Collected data
//! Loopback bridge demo
//!
//! Run with: cargo run --example loopback_bridge [TOPICS_JSON]
//!
//! Without an argument the bridge carries one text topic (`/status`) and one
//! video topic (`/camera`). A synthetic publisher feeds both through an
//! in-process bus, and two simulated viewers connect, receive for a while,
//! and leave again.
//!
//! Set `RUST_LOG=topic_bridge=debug` for per-connection detail.

use std::sync::Arc;
use std::time::Duration;

use bytes::Bytes;
use serde_json::json;
use tokio::sync::mpsc;
use tracing_subscriber::EnvFilter;

use topic_bridge::error::{SendError, TransportError};
use topic_bridge::{
    BridgeConfig, BridgeController, ConnectionId, Encoding, ImageMessage, LocalBus, MediaStream,
    Message, PeerConfig, PeerConnection, PeerId, PeerTransport, TransportEvent,
};

const WIDTH: u32 = 64;
const HEIGHT: u32 = 48;

/// Viewer whose data channel prints what arrives
struct ConsoleViewer {
    id: ConnectionId,
    peer: PeerId,
}

impl PeerConnection for ConsoleViewer {
    fn id(&self) -> ConnectionId {
        self.id
    }

    fn peer(&self) -> &PeerId {
        &self.peer
    }

    fn send(&self, payload: Bytes) -> Result<(), SendError> {
        println!("[{}] data: {}", self.peer, String::from_utf8_lossy(&payload));
        Ok(())
    }
}

/// Transport that "answers" calls by reading every track in the stream
struct LoopbackTransport;

impl PeerTransport for LoopbackTransport {
    fn call(&self, peer: &PeerId, stream: Arc<MediaStream>) -> Result<(), TransportError> {
        let peer = peer.clone();
        tokio::spawn(async move {
            for track in stream.tracks().await {
                let mut frames = track.subscribe();
                let peer = peer.clone();
                tokio::spawn(async move {
                    let mut count = 0u64;
                    while let Ok(frame) = frames.recv().await {
                        count += 1;
                        if count % 10 == 0 {
                            println!(
                                "[{}] {} frame {} ({}x{}, {} bytes)",
                                peer,
                                track.label(),
                                count,
                                frame.width,
                                frame.height,
                                frame.data.len()
                            );
                        }
                    }
                });
            }
        });
        Ok(())
    }
}

/// Horizontal gradient shifted by `tick`
fn gradient(tick: u32) -> ImageMessage {
    let mut data = Vec::with_capacity((WIDTH * HEIGHT * 3) as usize);
    for y in 0..HEIGHT {
        for x in 0..WIDTH {
            data.extend_from_slice(&[((x + tick) * 4) as u8, (y * 5) as u8, 128]);
        }
    }
    ImageMessage::packed(WIDTH, HEIGHT, Encoding::Rgb8, data)
}

fn viewer(id: u64, name: &str) -> Arc<dyn PeerConnection> {
    Arc::new(ConsoleViewer {
        id: ConnectionId(id),
        peer: PeerId::new(name),
    })
}

#[tokio::main]
async fn main() -> topic_bridge::Result<()> {
    tracing_subscriber::fmt()
        .with_env_filter(
            EnvFilter::try_from_default_env()
                .unwrap_or_else(|_| EnvFilter::new("topic_bridge=info")),
        )
        .init();

    let config = match std::env::args().nth(1) {
        Some(path) => BridgeConfig::from_file(path)?,
        None => BridgeConfig::default()
            .topic("/status", "std_msgs/String")
            .video("/camera"),
    };

    let peer_config = PeerConfig::from_env(false);
    println!(
        "Listening as {} via {}:{}",
        peer_config.display_name(),
        peer_config.host,
        peer_config.port
    );

    let bus = Arc::new(LocalBus::with_capacity(config.bus_capacity));
    let bridge =
        BridgeController::start(&config, bus.as_ref(), Arc::new(LoopbackTransport)).await?;
    let bridge = Arc::new(bridge);

    let (events_tx, events_rx) = mpsc::channel(32);
    let runner = {
        let bridge = Arc::clone(&bridge);
        tokio::spawn(async move { bridge.run(events_rx).await })
    };

    let publisher = {
        let bus = Arc::clone(&bus);
        tokio::spawn(async move {
            let mut ticker = tokio::time::interval(Duration::from_millis(33));
            for tick in 0u32.. {
                ticker.tick().await;
                if tick % 30 == 0 {
                    let body = json!({ "data": format!("tick {tick}") });
                    let status = Message::record("std_msgs/String", body);
                    if let Err(e) = bus.publish("/status", status) {
                        tracing::warn!(error = %e, "Status publish failed");
                    }
                }
                if let Err(e) = bus.publish("/camera", Message::Image(gradient(tick))) {
                    tracing::warn!(error = %e, "Camera publish failed");
                }
            }
        })
    };

    let alice = viewer(1, "alice");
    let bob = viewer(2, "bob");
    let script = [
        (0, TransportEvent::ConnectionReceived(Arc::clone(&alice))),
        (100, TransportEvent::Open(alice.id())),
        (1000, TransportEvent::ConnectionReceived(Arc::clone(&bob))),
        (100, TransportEvent::Open(bob.id())),
        (100, TransportEvent::Data(bob.id(), Bytes::from_static(b"hello"))),
        (1500, TransportEvent::Close(alice.id())),
        (1000, TransportEvent::Close(bob.id())),
    ];

    for (delay_ms, event) in script {
        tokio::time::sleep(Duration::from_millis(delay_ms)).await;
        if events_tx.send(event).await.is_err() {
            break;
        }
    }

    drop(events_tx);
    let _ = runner.await;
    publisher.abort();

    let stats = bridge.stats().await;
    println!("Bridge: {stats:?}");
    for (topic, stats) in bridge.listener_stats().await {
        println!(
            "{topic}: messages={} deliveries={} frames={} dropped={}",
            stats.messages, stats.deliveries, stats.frames_published, stats.frames_dropped
        );
    }

    for track in bridge.stream().tracks().await {
        println!("{}: {} track readers left", track.label(), track.receiver_count());
    }
    println!("/status: {} bus subscribers", bus.subscriber_count("/status"));

    bridge.shutdown();
    Ok(())
}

ASSIGNMENT: Repeat back all entries verbatim.

WRITTEN RESPONSE:
//! Loopback bridge demo
//!
//! Run with: cargo run --example loopback_bridge [TOPICS_JSON]
//!
//! Without an argument the bridge carries one text topic (`/status`) and one
//! video topic (`/camera`). A synthetic publisher feeds both through an
//! in-process bus, and two simulated viewers connect, receive for a while,
//! and leave again.
//!
//! Set `RUST_LOG=topic_bridge=debug` for per-connection detail.

use std::sync::Arc;
use std::time::Duration;

use bytes::Bytes;
use serde_json::json;
use tokio::sync::mpsc;
use tracing_subscriber::EnvFilter;

use topic_bridge::error::{SendError, TransportError};
use topic_bridge::{
    BridgeConfig, BridgeController, ConnectionId, Encoding, ImageMessage, LocalBus, MediaStream,
    Message, PeerConfig, PeerConnection, PeerId, PeerTransport, TransportEvent,
};

const WIDTH: u32 = 64;
const HEIGHT: u32 = 48;

/// Viewer whose data channel prints what arrives
struct ConsoleViewer {
    id: ConnectionId,
    peer: PeerId,
}

impl PeerConnection for ConsoleViewer {
    fn id(&self) -> ConnectionId {
        self.id
    }

    fn peer(&self) -> &PeerId {
        &self.peer
    }

    fn send(&self, payload: Bytes) -> Result<(), SendError> {
        println!("[{}] data: {}", self.peer, String::from_utf8_lossy(&payload));
        Ok(())
    }
}

/// Transport that "answers" calls by reading every track in the stream
struct LoopbackTransport;

impl PeerTransport for LoopbackTransport {
    fn call(&self, peer: &PeerId, stream: Arc<MediaStream>) -> Result<(), TransportError> {
        let peer = peer.clone();
        tokio::spawn(async move {
            for track in stream.tracks().await {
                let mut frames = track.subscribe();
                let peer = peer.clone();
                tokio::spawn(async move {
                    let mut count = 0u64;
                    while let Ok(frame) = frames.recv().await {
                        count += 1;
                        if count % 10 == 0 {
                            println!(
                                "[{}] {} frame {} ({}x{}, {} bytes)",
                                peer,
                                track.label(),
                                count,
                                frame.width,
                                frame.height,
                                frame.data.len()
                            );
                        }
                    }
                });
            }
        });
        Ok(())
    }
}

/// Horizontal gradient shifted by `tick`
fn gradient(tick: u32) -> ImageMessage {
    let mut data = Vec::with_capacity((WIDTH * HEIGHT * 3) as usize);
    for y in 0..HEIGHT {
        for x in 0..WIDTH {
            data.extend_from_slice(&[((x + tick) * 4) as u8, (y * 5) as u8, 128]);
        }
    }
    ImageMessage::packed(WIDTH, HEIGHT, Encoding::Rgb8, data)
}

fn viewer(id: u64, name: &str) -> Arc<dyn PeerConnection> {
    Arc::new(ConsoleViewer {
        id: ConnectionId(id),
        peer: PeerId::new(name),
    })
}

#[tokio::main]
async fn main() -> topic_bridge::Result<()> {
    tracing_subscriber::fmt()
        .with_env_filter(
            EnvFilter::try_from_default_env()
                .unwrap_or_else(|_| EnvFilter::new("topic_bridge=info")),
        )
        .init();

    let config = match std::env::args().nth(1) {
        Some(path) => BridgeConfig::from_file(path)?,
        None => BridgeConfig::default()
            .topic("/status", "std_msgs/String")
            .video("/camera"),
    };

    let peer_config = PeerConfig::from_env(false);
    println!(
        "Listening as {} via {}:{}",
        peer_config.display_name(),
        peer_config.host,
        peer_config.port
    );

    let bus = Arc::new(LocalBus::with_capacity(config.bus_capacity));
    let bridge =
        BridgeController::start(&config, bus.as_ref(), Arc::new(LoopbackTransport)).await?;
    let bridge = Arc::new(bridge);

    let (events_tx, events_rx) = mpsc::channel(32);
    let runner = {
        let bridge = Arc::clone(&bridge);
        tokio::spawn(async move { bridge.run(events_rx).await })
    };

    let publisher = {
        let bus = Arc::clone(&bus);
        tokio::spawn(async move {
            let mut ticker = tokio::time::interval(Duration::from_millis(33));
            for tick in 0u32.. {
                ticker.tick().await;
                if tick % 30 == 0 {
                    let body = json!({ "data": format!("tick {tick}") });
                    let status = Message::record("std_msgs/String", body);
                    if let Err(e) = bus.publish("/status", status) {
                        tracing::warn!(error = %e, "Status publish failed");
                    }
                }
                if let Err(e) = bus.publish("/camera", Message::Image(gradient(tick))) {
                    tracing::warn!(error = %e, "Camera publish failed");
                }
            }
        })
    };

    let alice = viewer(1, "alice");
    let bob = viewer(2, "bob");
    let script = [
        (0, TransportEvent::ConnectionReceived(Arc::clone(&alice))),
        (100, TransportEvent::Open(alice.id())),
        (1000, TransportEvent::ConnectionReceived(Arc::clone(&bob))),
        (100, TransportEvent::Open(bob.id())),
        (100, TransportEvent::Data(bob.id(), Bytes::from_static(b"hello"))),
        (1500, TransportEvent::Close(alice.id())),
        (1000, TransportEvent::Close(bob.id())),
    ];

    for (delay_ms, event) in script {
        tokio::time::sleep(Duration::from_millis(delay_ms)).await;
        if events_tx.send(event).await.is_err() {
            break;
        }
    }

    drop(events_tx);
    let _ = runner.await;
    publisher.abort();

    let stats = bridge.stats().await;
    println!("Bridge: {stats:?}");
    for (topic, stats) in bridge.listener_stats().await {
        println!(
            "{topic}: messages={} deliveries={} frames={} dropped={}",
            stats.messages, stats.deliveries, stats.frames_published, stats.frames_dropped
        );
    }

    for track in bridge.stream().tracks().await {
        println!("{}: {} track readers left", track.label(), track.receiver_count());
    }
    println!("/status: {} bus subscribers", bus.subscriber_count("/status"));

    bridge.shutdown();
    Ok(())
}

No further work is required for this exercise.